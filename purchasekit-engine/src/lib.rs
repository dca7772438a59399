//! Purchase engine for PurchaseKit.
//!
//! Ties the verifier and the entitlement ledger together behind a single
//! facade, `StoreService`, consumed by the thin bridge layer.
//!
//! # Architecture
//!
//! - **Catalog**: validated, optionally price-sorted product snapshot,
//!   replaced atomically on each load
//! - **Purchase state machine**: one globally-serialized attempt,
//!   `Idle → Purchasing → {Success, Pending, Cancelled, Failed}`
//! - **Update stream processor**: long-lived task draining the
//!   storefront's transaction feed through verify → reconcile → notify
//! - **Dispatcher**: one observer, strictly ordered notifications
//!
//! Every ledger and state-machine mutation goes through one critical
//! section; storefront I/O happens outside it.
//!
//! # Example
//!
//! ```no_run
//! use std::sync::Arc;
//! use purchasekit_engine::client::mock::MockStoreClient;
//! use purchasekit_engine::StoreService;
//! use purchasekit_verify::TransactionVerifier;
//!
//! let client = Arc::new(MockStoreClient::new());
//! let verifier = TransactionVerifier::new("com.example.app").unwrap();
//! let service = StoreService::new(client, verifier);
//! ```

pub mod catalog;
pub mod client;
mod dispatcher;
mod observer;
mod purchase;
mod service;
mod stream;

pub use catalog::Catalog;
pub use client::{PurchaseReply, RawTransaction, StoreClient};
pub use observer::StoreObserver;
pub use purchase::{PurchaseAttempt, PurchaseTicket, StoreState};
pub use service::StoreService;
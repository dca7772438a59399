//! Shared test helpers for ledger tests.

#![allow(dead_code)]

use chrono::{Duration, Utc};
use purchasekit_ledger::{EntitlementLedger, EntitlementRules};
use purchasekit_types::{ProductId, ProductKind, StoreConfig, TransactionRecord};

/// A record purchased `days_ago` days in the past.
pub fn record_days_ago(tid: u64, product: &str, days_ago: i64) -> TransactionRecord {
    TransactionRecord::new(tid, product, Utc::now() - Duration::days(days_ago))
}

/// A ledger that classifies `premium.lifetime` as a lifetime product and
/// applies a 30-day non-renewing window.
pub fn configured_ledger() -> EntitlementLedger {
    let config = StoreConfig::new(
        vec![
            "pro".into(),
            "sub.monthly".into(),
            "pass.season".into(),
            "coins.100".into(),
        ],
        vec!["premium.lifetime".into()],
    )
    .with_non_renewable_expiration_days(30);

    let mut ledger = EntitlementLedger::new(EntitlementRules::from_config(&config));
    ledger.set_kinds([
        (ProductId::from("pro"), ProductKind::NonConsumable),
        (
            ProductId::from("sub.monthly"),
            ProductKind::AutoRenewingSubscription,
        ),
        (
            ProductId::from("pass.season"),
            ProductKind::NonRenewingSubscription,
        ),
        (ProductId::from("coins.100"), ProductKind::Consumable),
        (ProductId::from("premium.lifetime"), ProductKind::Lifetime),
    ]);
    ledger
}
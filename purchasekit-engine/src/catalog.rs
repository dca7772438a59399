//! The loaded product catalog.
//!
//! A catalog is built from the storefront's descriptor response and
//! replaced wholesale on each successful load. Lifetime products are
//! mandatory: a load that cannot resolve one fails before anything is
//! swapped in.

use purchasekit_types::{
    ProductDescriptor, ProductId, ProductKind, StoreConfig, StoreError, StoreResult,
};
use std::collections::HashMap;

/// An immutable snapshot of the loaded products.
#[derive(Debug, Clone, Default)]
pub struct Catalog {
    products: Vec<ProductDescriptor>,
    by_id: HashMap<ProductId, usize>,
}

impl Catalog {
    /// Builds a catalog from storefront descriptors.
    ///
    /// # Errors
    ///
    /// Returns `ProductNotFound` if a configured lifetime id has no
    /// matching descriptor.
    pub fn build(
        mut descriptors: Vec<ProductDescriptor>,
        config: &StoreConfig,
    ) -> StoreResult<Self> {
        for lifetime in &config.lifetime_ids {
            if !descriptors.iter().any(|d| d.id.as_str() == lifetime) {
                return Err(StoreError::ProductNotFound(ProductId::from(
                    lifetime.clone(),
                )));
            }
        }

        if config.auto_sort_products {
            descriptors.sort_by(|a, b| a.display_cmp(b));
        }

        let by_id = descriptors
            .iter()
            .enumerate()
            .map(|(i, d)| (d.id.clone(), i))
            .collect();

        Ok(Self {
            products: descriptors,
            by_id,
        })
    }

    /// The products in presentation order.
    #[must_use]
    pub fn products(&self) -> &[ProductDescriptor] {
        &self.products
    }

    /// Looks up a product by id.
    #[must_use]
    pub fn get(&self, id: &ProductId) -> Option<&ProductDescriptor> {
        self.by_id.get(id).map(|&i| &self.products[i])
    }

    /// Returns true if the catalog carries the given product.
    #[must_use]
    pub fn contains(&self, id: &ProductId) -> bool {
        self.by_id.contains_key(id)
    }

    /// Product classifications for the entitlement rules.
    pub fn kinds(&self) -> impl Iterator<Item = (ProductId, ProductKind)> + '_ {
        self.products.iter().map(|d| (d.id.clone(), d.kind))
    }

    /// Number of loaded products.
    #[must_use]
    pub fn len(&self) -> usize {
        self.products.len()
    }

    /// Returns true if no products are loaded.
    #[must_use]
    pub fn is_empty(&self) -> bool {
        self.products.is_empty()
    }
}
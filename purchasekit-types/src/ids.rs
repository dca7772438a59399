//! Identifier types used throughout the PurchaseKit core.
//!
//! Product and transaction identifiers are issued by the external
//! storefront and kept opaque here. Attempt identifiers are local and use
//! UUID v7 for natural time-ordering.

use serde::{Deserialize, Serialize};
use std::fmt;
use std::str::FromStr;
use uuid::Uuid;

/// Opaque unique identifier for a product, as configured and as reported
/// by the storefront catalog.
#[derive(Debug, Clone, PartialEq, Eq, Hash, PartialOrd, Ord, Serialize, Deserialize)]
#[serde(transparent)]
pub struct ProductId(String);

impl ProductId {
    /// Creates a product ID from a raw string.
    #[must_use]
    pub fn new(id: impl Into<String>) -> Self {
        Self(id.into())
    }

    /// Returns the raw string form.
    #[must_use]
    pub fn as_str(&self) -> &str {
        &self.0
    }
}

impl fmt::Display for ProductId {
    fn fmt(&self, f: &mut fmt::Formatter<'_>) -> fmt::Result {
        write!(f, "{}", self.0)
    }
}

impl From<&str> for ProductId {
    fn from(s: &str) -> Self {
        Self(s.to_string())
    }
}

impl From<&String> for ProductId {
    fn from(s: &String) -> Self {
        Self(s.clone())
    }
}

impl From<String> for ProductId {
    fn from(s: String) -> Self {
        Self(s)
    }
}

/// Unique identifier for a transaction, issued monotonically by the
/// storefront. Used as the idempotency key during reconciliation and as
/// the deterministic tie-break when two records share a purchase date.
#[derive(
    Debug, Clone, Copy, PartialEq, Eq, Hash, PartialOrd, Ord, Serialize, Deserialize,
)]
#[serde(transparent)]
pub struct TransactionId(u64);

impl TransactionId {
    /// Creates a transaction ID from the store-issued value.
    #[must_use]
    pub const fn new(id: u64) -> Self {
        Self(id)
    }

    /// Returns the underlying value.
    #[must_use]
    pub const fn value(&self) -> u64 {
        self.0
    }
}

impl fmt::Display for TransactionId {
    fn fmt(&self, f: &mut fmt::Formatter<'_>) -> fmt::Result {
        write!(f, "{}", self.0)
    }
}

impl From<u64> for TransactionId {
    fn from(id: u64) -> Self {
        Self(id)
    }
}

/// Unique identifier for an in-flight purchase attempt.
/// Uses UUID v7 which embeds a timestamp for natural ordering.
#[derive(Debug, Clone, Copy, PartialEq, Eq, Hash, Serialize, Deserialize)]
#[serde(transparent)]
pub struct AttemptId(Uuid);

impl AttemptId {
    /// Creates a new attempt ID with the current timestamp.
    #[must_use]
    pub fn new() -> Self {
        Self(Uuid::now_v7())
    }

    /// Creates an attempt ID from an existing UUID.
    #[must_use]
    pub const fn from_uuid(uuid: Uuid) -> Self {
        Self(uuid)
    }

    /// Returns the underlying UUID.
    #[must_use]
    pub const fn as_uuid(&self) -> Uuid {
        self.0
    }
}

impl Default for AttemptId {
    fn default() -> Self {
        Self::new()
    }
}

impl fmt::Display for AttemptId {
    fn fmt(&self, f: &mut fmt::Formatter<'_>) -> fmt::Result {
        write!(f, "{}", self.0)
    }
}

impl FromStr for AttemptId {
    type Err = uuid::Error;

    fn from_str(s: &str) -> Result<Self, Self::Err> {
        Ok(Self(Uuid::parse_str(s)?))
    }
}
++++++++++
__Directions for this task__:
Each line from the one that contains "the underlying value." through the end of the records must be repeated exactly. No other line belongs in the answer.

__Solution to this task__:
    /// Returns the underlying value.
    #[must_use]
    pub const fn value(&self) -> u64 {
        self.0
    }
}

impl fmt::Display for TransactionId {
    fn fmt(&self, f: &mut fmt::Formatter<'_>) -> fmt::Result {
        write!(f, "{}", self.0)
    }
}

impl From<u64> for TransactionId {
    fn from(id: u64) -> Self {
        Self(id)
    }
}

/// Unique identifier for an in-flight purchase attempt.
/// Uses UUID v7 which embeds a timestamp for natural ordering.
#[derive(Debug, Clone, Copy, PartialEq, Eq, Hash, Serialize, Deserialize)]
#[serde(transparent)]
pub struct AttemptId(Uuid);

impl AttemptId {
    /// Creates a new attempt ID with the current timestamp.
    #[must_use]
    pub fn new() -> Self {
        Self(Uuid::now_v7())
    }

    /// Creates an attempt ID from an existing UUID.
    #[must_use]
    pub const fn from_uuid(uuid: Uuid) -> Self {
        Self(uuid)
    }

    /// Returns the underlying UUID.
    #[must_use]
    pub const fn as_uuid(&self) -> Uuid {
        self.0
    }
}

impl Default for AttemptId {
    fn default() -> Self {
        Self::new()
    }
}

impl fmt::Display for AttemptId {
    fn fmt(&self, f: &mut fmt::Formatter<'_>) -> fmt::Result {
        write!(f, "{}", self.0)
    }
}

impl FromStr for AttemptId {
    type Err = uuid::Error;

    fn from_str(s: &str) -> Result<Self, Self::Err> {
        Ok(Self(Uuid::parse_str(s)?))
    }
}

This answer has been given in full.